The things I will miss about Buenos Aires mostly involve food. Milanesa: beef pounded thin, battered in egg and breadcrumbs, then both fried and baked. My host family eats it once a week, served cold with just a salad of lettuce and tomatoes. Empanadas, which can be purchased on just about any block of the city, although the style and quality can differ greatly. I prefer baked over fried, filled with chopped meat, hard-boiled egg, and olives, or sweet corn. And then there are the steaks. It's true what they say about Argentina: beef is what's for dinner. There might be nothing so tantalizing as the smell of thick cuts of red meat roasting over hot charcoal in a parrilla, or grill, nothing so satisfying as each juicy bite of my favorite meat-centered meal: ojo de bife, or ribeye, accompanied by French fries or squash puree and washed down with a great Malbec.

I will miss sitting in cafés for hours in the afternoon, shooting the breeze with my friend Annie, who graduated in May and joined the growing trend of moving down here after college to teach English and learn Spanish. The wait staff will never drop the check before you ask for it, an invitation to linger over coffee--always espresso, sometimes cut with a splash of steamed milk--and medialunas, which are modified croissants, sticky with a sweet glaze. This leisurely, relaxed manner is the way of life here, and the primary thing I wish I could bring home with me. Buenos Aires boasts a vibrant energy, maintained around the clock, but it lacks the sense of nagging urgency that can drive New Yorkers to madness.

I notice this most in school. My classes at a small film university are challenging, but if a student rolls in an hour late to a two-hour class, which is a common occurrence, no one bats an eye. "Hey, how are you?" the professor might say, interrupting his lecture. There's no shame in slacking off: when questioned about their progress on the readings or the films, students answer honestly, knowing that they will be only gently scolded, not chastised or humiliated, for falling behind. No one's defending the efficiency of this system, but no one's jumping off the roofs of any buildings, either.

I can't see this attitude catching on at Columbia, but I will take home--in addition to as much dulce de leche as can fit in my suitcase--a virtue I could never quite master before living here: patience. I used to think the lines at Duane Reade were bad; then I met Farmacity, the Buenos Aires equivalent. I've slowed my speedy pace when walking down a busy, crowded street--Argentines are more concerned with smelling the flowers than getting to their next destination. And why wouldn't they be, when chronic lateness isn't considered a personality flaw?

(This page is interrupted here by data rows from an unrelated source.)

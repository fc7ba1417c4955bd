//! Router integration tests
//!
//! Failover and circuit breaking across registered providers.

#[cfg(test)]
mod tests {
    use crate::common::ScriptedProvider;
    use crate::common::fixtures::chat_request;
    use litellm_ws_gateway::core::types::ProviderSelection;
    use litellm_ws_gateway::utils::error::{CircuitBreakerConfig, CircuitState};
    use litellm_ws_gateway::{GatewayError, ProviderResponse, ProviderRouter};
    use std::sync::Arc;
    use std::time::Duration;

    fn breaker(minimum_volume: u32) -> CircuitBreakerConfig {
        CircuitBreakerConfig {
            failure_rate_threshold: 0.5,
            minimum_volume,
            reset_timeout: Duration::from_millis(50),
            rolling_window: Duration::from_secs(60),
        }
    }

    fn router(
        primary: Arc<ScriptedProvider>,
        fallback: Arc<ScriptedProvider>,
        minimum_volume: u32,
    ) -> ProviderRouter {
        let mut router = ProviderRouter::new(Some("main".to_string()), Some("backup".to_string()));
        router.register("main", primary, breaker(minimum_volume)).unwrap();
        router.register("backup", fallback, breaker(minimum_volume)).unwrap();
        router.check_selection().unwrap();
        router
    }

    fn content(response: ProviderResponse) -> String {
        match response {
            ProviderResponse::Complete(response) => response.content,
            ProviderResponse::Stream(_) => panic!("unexpected stream"),
        }
    }

    #[tokio::test]
    async fn test_auto_prefers_primary() {
        let primary = Arc::new(ScriptedProvider::replying("openai", "from main"));
        let fallback = Arc::new(ScriptedProvider::replying("anthropic", "from backup"));
        let router = router(primary.clone(), fallback.clone(), 5);

        let routed = router
            .handle_request(&chat_request("r1", "gpt-4", false))
            .await
            .unwrap();
        assert_eq!(routed.provider, "main");
        assert_eq!(content(routed.response), "from main");
        assert_eq!(fallback.calls(), 0);
    }

    #[tokio::test]
    async fn test_auto_fails_over_with_same_request() {
        let primary = Arc::new(ScriptedProvider::failing("openai"));
        let fallback = Arc::new(ScriptedProvider::replying("anthropic", "from backup"));
        let router = router(primary.clone(), fallback.clone(), 5);

        let routed = router
            .handle_request(&chat_request("r1", "gpt-4", false))
            .await
            .unwrap();
        assert_eq!(routed.provider, "backup");
        assert_eq!(primary.calls(), 1);
        assert_eq!(fallback.calls(), 1);
    }

    #[tokio::test]
    async fn test_auto_reports_every_attempt() {
        let router = router(
            Arc::new(ScriptedProvider::failing("openai")),
            Arc::new(ScriptedProvider::failing("anthropic")),
            5,
        );

        let err = router
            .handle_request(&chat_request("r1", "gpt-4", false))
            .await
            .unwrap_err();
        match err {
            GatewayError::AllProvidersUnavailable { attempts } => {
                let names: Vec<_> = attempts.iter().map(|a| a.provider.as_str()).collect();
                assert_eq!(names, vec!["main", "backup"]);
            }
            other => panic!("unexpected error {:?}", other),
        }
    }

    #[tokio::test]
    async fn test_named_provider_has_no_fallback() {
        let primary = Arc::new(ScriptedProvider::failing("openai"));
        let fallback = Arc::new(ScriptedProvider::replying("anthropic", "unused"));
        let router = router(primary, fallback.clone(), 5);

        let mut request = chat_request("r1", "gpt-4", false);
        request.provider = ProviderSelection::Named("main".to_string());
        let err = router.handle_request(&request).await.unwrap_err();
        assert!(matches!(err, GatewayError::Provider(_)));
        assert_eq!(fallback.calls(), 0);

        request.provider = ProviderSelection::Named("nope".to_string());
        let err = router.handle_request(&request).await.unwrap_err();
        assert_eq!(err.client_code(), "provider_not_found");
    }

    #[tokio::test]
    async fn test_open_breaker_skips_provider_then_recovers() {
        // Two outages open the primary (2/2 > 0.5 at volume 2)
        let primary = Arc::new(ScriptedProvider::failing_times("openai", 2));
        let fallback = Arc::new(ScriptedProvider::replying("anthropic", "from backup"));
        let router = router(primary.clone(), fallback.clone(), 2);

        for id in ["r1", "r2"] {
            let routed = router
                .handle_request(&chat_request(id, "gpt-4", false))
                .await
                .unwrap();
            assert_eq!(routed.provider, "backup");
        }
        let status = router.get_status();
        assert_eq!(status[0].name, "main");
        assert_eq!(status[0].state, CircuitState::Open);

        // Open: the primary is not called at all
        let routed = router
            .handle_request(&chat_request("r3", "gpt-4", false))
            .await
            .unwrap();
        assert_eq!(routed.provider, "backup");
        assert_eq!(primary.calls(), 2);

        // After the reset timeout one trial call goes through and closes the breaker
        tokio::time::sleep(Duration::from_millis(80)).await;
        let routed = router
            .handle_request(&chat_request("r4", "gpt-4", false))
            .await
            .unwrap();
        assert_eq!(routed.provider, "main");
        assert_eq!(router.get_status()[0].state, CircuitState::Closed);
    }

    #[tokio::test]
    async fn test_duplicate_registration_rejected() {
        let mut router = ProviderRouter::new(None, None);
        router
            .register("main", Arc::new(ScriptedProvider::replying("openai", "x")), breaker(5))
            .unwrap();
        assert!(
            router
                .register("main", Arc::new(ScriptedProvider::replying("openai", "y")), breaker(5))
                .is_err()
        );
        assert_eq!(router.primary_name(), Some("main"));
    }
}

But though I've often daydreamed of reincarnation as an Argentine schoolgirl--effortlessly stylish in a short plaid skirt and Converse high tops, v-neck sweater slung carelessly around my shoulders, waist-length hair swept up in a faux-silk flower--the most unexpected thing I will take home is pride in being an American. I have never felt as patriotic as I do living here. Argentines may have loathed our politics before Election Day, and they think it's really weird that we eat eggs for breakfast, but when it comes to our language, our constitution, and, most noticeably, our culture (high and low), they're hard pressed to deny their admiration. The world is enormous, and my semester abroad has done nothing if not fueled my desire to explore it, but I feel lucky to be returning to the U.S. in January. There's no place I'd rather call home.